A machine-rendered reading of the paper's core claim, the machinery that carries it, and where it could break.
Core claim
The paper claims that final diagnosis scores substantially misrepresent workup quality because models may guess plausible diagnoses without essential evidence, request useful studies but misinterpret raw images, or acquire evidence inefficiently while updating uncertainty poorly. DDX-TRACE evaluates state-of-the-art vision-language models on full diagnostic trajectories under a hidden-evidence protocol over 211 challenging cases, where each case begins with limited clinical history, models request studies freely, receive matched image bundles, update probabilistic differentials, and conclude with a localized diagnosis. Controlled evidence variants isolate bottlenecks in planning, visual证据提取,
What carries the argument
DDX-TRACE benchmark that uses a physician-adjudicated hidden-evidence protocol to evaluate sequential diagnostic trajectories instead of final answers alone.
If this is right
- High final diagnosis scores do not guarantee that models requested or used essential evidence.
- Visual interpretation of raw images can fail even when appropriate studies are requested.
- Evidence acquisition can remain inefficient while uncertainty updating stays poor.
- Controlled variants of available evidence can separate failures in planning from failures in visual extraction and differential reasoning.
Where Pith is reading between the lines
- Training methods for medical vision-language models could shift from rewarding correct endpoints to rewarding evidence-supported sequences.
- Trajectory evaluation might be required before safe clinical deployment to avoid models that reach answers through unsupported paths.

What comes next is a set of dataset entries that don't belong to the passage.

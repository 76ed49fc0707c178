use std::sync::Arc;

use air4_memory::chunker::chunk;
use air4_memory::records::RecordOwner;
use air4_memory::storage::{JsonlLog, RecordFilter, SqliteStorage};
use air4_memory::{
    metadata, open_vector_store, Config, FactStore, HashingEmbedder, MemoryEntry, MemoryManager,
    Role, SessionKey, Summarizer, VectorStore,
};

fn config(dir: &tempfile::TempDir) -> Config {
    Config {
        chunk_size: 40,
        chunk_overlap: 10,
        force_fallback_store: true,
        completion_base_url: None,
        ..Config::with_data_dir(dir.path())
    }
}

const DOC: &str = "Quarterly planning starts on Monday. The team agreed to ship the \
                   search feature first and to postpone the billing rewrite.";

#[tokio::test]
async fn plain_ingest_duplicates_keyed_ingest_does_not() {
    let dir = tempfile::tempdir().unwrap();
    let config = config(&dir);
    let store = open_vector_store(&config, Arc::new(HashingEmbedder::new(64)))
        .await
        .unwrap();
    let memory = MemoryManager::new(store.clone(), &config).unwrap();
    let chunks = chunk(DOC, config.chunk_size, config.chunk_overlap).unwrap().len();

    let first = memory.ingest(DOC, metadata! { "user_id" => "u1" }).await.unwrap();
    let second = memory.ingest(DOC, metadata! { "user_id" => "u1" }).await.unwrap();
    assert_eq!(first.len(), chunks);
    assert_ne!(first, second);
    assert_eq!(store.len().await.unwrap(), 2 * chunks);

    let keyed = memory
        .ingest_keyed(DOC, metadata! { "user_id" => "u1" }, "doc-1")
        .await
        .unwrap();
    let again = memory
        .ingest_keyed(DOC, metadata! { "user_id" => "u1" }, "doc-1")
        .await
        .unwrap();
    assert_eq!(keyed, again);
    assert_eq!(keyed[0], "doc-1:0");
    assert_eq!(store.len().await.unwrap(), 3 * chunks);
}

#[tokio::test]
async fn fallback_store_is_journaled_across_restarts() {
    let dir = tempfile::tempdir().unwrap();
    let config = config(&dir);

    {
        let store = open_vector_store(&config, Arc::new(HashingEmbedder::new(64)))
            .await
            .unwrap();
        assert_eq!(store.backend(), "memory+jsonl");
        MemoryManager::new(store, &config)
            .unwrap()
            .ingest(DOC, metadata! { "user_id" => "u1", "title" => "Planning" })
            .await
            .unwrap();
    }

    assert!(config.fallback_store_path().exists());
    let store = open_vector_store(&config, Arc::new(HashingEmbedder::new(64)))
        .await
        .unwrap();
    let hits = store.query_text("billing rewrite", 1, None).await.unwrap();
    assert_eq!(hits.len(), 1);
    assert_eq!(hits[0].entry.meta_str("title"), Some("Planning"));
    assert_eq!(hits[0].entry.meta_str("user_id"), Some("u1"));
}

#[tokio::test(flavor = "multi_thread", worker_threads = 4)]
async fn concurrent_keyed_ingests_journal_whole_batches() {
    let dir = tempfile::tempdir().unwrap();
    let config = config(&dir);
    let store = open_vector_store(&config, Arc::new(HashingEmbedder::new(64)))
        .await
        .unwrap();
    let memory = Arc::new(MemoryManager::new(store.clone(), &config).unwrap());
    let chunks = chunk(DOC, config.chunk_size, config.chunk_overlap).unwrap().len();
    assert!(chunks > 1);

    let keys: Vec<String> = (0..8).map(|i| format!("doc-{i}")).collect();
    let tasks: Vec<_> = keys
        .iter()
        .cloned()
        .map(|key| {
            let memory = memory.clone();
            tokio::spawn(async move {
                memory
                    .ingest_keyed(DOC, metadata! { "user_id" => "u1" }, &key)
                    .await
            })
        })
        .collect();
    for task in tasks {
        assert_eq!(task.await.unwrap().unwrap().len(), chunks);
    }
    assert_eq!(store.len().await.unwrap(), keys.len() * chunks);

    // Each document's chunks sit together in the journal, in chunk order
    let journal: Vec<MemoryEntry> = JsonlLog::new(config.fallback_store_path())
        .unwrap()
        .read_all()
        .unwrap();
    assert_eq!(journal.len(), keys.len() * chunks);
    for batch in journal.chunks(chunks) {
        let key = batch[0].id.split(':').next().unwrap();
        let ids: Vec<String> = batch.iter().map(|e| e.id.clone()).collect();
        let expected: Vec<String> = (0..chunks).map(|i| format!("{key}:{i}")).collect();
        assert_eq!(ids, expected);
    }

    drop(memory);
    drop(store);
    let reopened = open_vector_store(&config, Arc::new(HashingEmbedder::new(64)))
        .await
        .unwrap();
    assert_eq!(reopened.len().await.unwrap(), keys.len() * chunks);
}

#[tokio::test]
async fn facts_are_deduplicated_by_content() {
    let dir = tempfile::tempdir().unwrap();
    let config = config(&dir);
    let facts = FactStore::new(Arc::new(SqliteStorage::new(&config).unwrap()));
    let owner = RecordOwner::new("u1", None);

    let first = facts.add_fact("buy milk", &[], &owner).unwrap();
    let second = facts.add_fact("buy milk", &[], &owner).unwrap();
    assert_eq!((first, second), (true, false));
    assert_eq!(facts.list_facts(&RecordFilter::default()).unwrap().len(), 1);

    // The same text from another user is a separate fact
    let other = RecordOwner::new("u2", None);
    assert!(facts.add_fact("buy milk", &[], &other).unwrap());
    assert!(!facts.add_fact("Buy milk", &[], &other).unwrap());
    let u2_only = RecordFilter {
        user_id: Some("u2".into()),
        ..Default::default()
    };
    assert_eq!(facts.list_facts(&u2_only).unwrap().len(), 1);
    assert_eq!(facts.list_facts(&RecordFilter::default()).unwrap().len(), 2);
}

#[tokio::test]
async fn summaries_roll_up_without_a_completion_service() {
    let dir = tempfile::tempdir().unwrap();
    let config = config(&dir);
    let facts = FactStore::new(Arc::new(SqliteStorage::new(&config).unwrap()));
    let summarizer = Summarizer::new(None, facts.clone(), config.completion_timeout);

    let first = summarizer
        .summarize("u1", "s1", "The plan is to ship search first.", "Agreed, search first.")
        .await
        .unwrap();
    assert!(first.tldr.starts_with("• "));

    let second = summarizer
        .summarize("u1", "s1", "Billing waits until next quarter.", "Noted.")
        .await
        .unwrap();
    assert!(second.tldr.contains("ship search first"));
    assert!(second.tldr.contains("Billing waits"));

    let stored = facts.storage().get_summary("u1", "s1").unwrap();
    assert_eq!(stored, Some(second.clone()));

    // The manager surfaces the recorded tldr as its short summary
    let store = open_vector_store(&config, Arc::new(HashingEmbedder::new(64)))
        .await
        .unwrap();
    let memory = MemoryManager::new(store, &config).unwrap();
    memory.push_turn(Role::User, "Billing waits until next quarter.");
    let session = SessionKey::new("u1", "s1");
    memory.record_summary(&session, &second);
    assert_eq!(memory.short_summary(Some(&session)), second.tldr);

    // Another conversation only sees the extractive summary of the ring
    let elsewhere = SessionKey::new("u2", "s1");
    assert_ne!(memory.short_summary(Some(&elsewhere)), second.tldr);
    assert_eq!(
        memory.short_summary(Some(&elsewhere)),
        memory.short_summary(None)
    );
}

- Similar hidden-evidence benchmarks could be built for other specialties to test whether the same mismatch between final score and process quality appears.
Load-bearing premise
The 211 cases and the physician-adjudicated hidden-evidence protocol accurately capture real clinical diagnostic trajectories.
What would settle it
If models with high final diagnosis scores on DDX-TRACE consistently request the same essential studies and interpret the images in line with the physician-adjudicated evidence paths, that observation would undermine the claim that final scores substantially misrepresent workup quality.
Figures
read the original abstract
Medical diagnosis is not a single prediction from a fully specified vignette. It is a sequential workup: clinicians decide what evidence to obtain, revise a differential diagnosis, and stop when the diagnosis is sufficiently supported. Most medical AI benchmarks instead reveal the relevant context upfront and score only the final answer, making unsupported correct guesses, premature closure, inefficient workups, and poor uncertainty updating invisible. We introduce DDX-TRACE, a physician-adjudicated benchmark for multimodal neuroradiology that evaluates diagnostic trajectories under hidden evidence over 211 challenging cases. Each case begins with limited clinical history; models request imaging studies in free form, receive matched image bundles when available, update a probabilistic differential diagnosis after each turn, and stop with a localized final diagnosis. Evaluating state-of-the-art VLMs, we find that final diagnosis scores can substantially misrepresent workup quality: models may guess plausible diagnoses without essential evidence, request useful studies but misinterpret raw images, or acquire evidence inefficiently while updating uncertainty poorly. Controlled evidence variants isolate bottlenecks in planning, visual evidence extraction, and downstream differential reasoning. DDX-TRACE shifts medical AI evaluation from final answers to evidence-supported diagnostic trajectories.
Editorial analysis
A structured set of objections, weighed in public.
Referee Report
Summary. The manuscript introduces DDX-TRACE, a physician-adjudicated benchmark of 211 neuroradiology cases that evaluates VLMs on sequential diagnostic trajectories under hidden evidence. Models begin with limited clinical history, issue free-form study requests, receive matched image bundles, update probabilistic differentials after each turn, and terminate with a localized final diagnosis. The central claims are that final-diagnosis scores substantially misrepresent workup quality (e.g., correct guesses without essential evidence, misinterpretation of raw images, inefficient evidence acquisition with poor uncertainty updating) and that controlled evidence variants can isolate bottlenecks in planning, visual extraction, and differential reasoning.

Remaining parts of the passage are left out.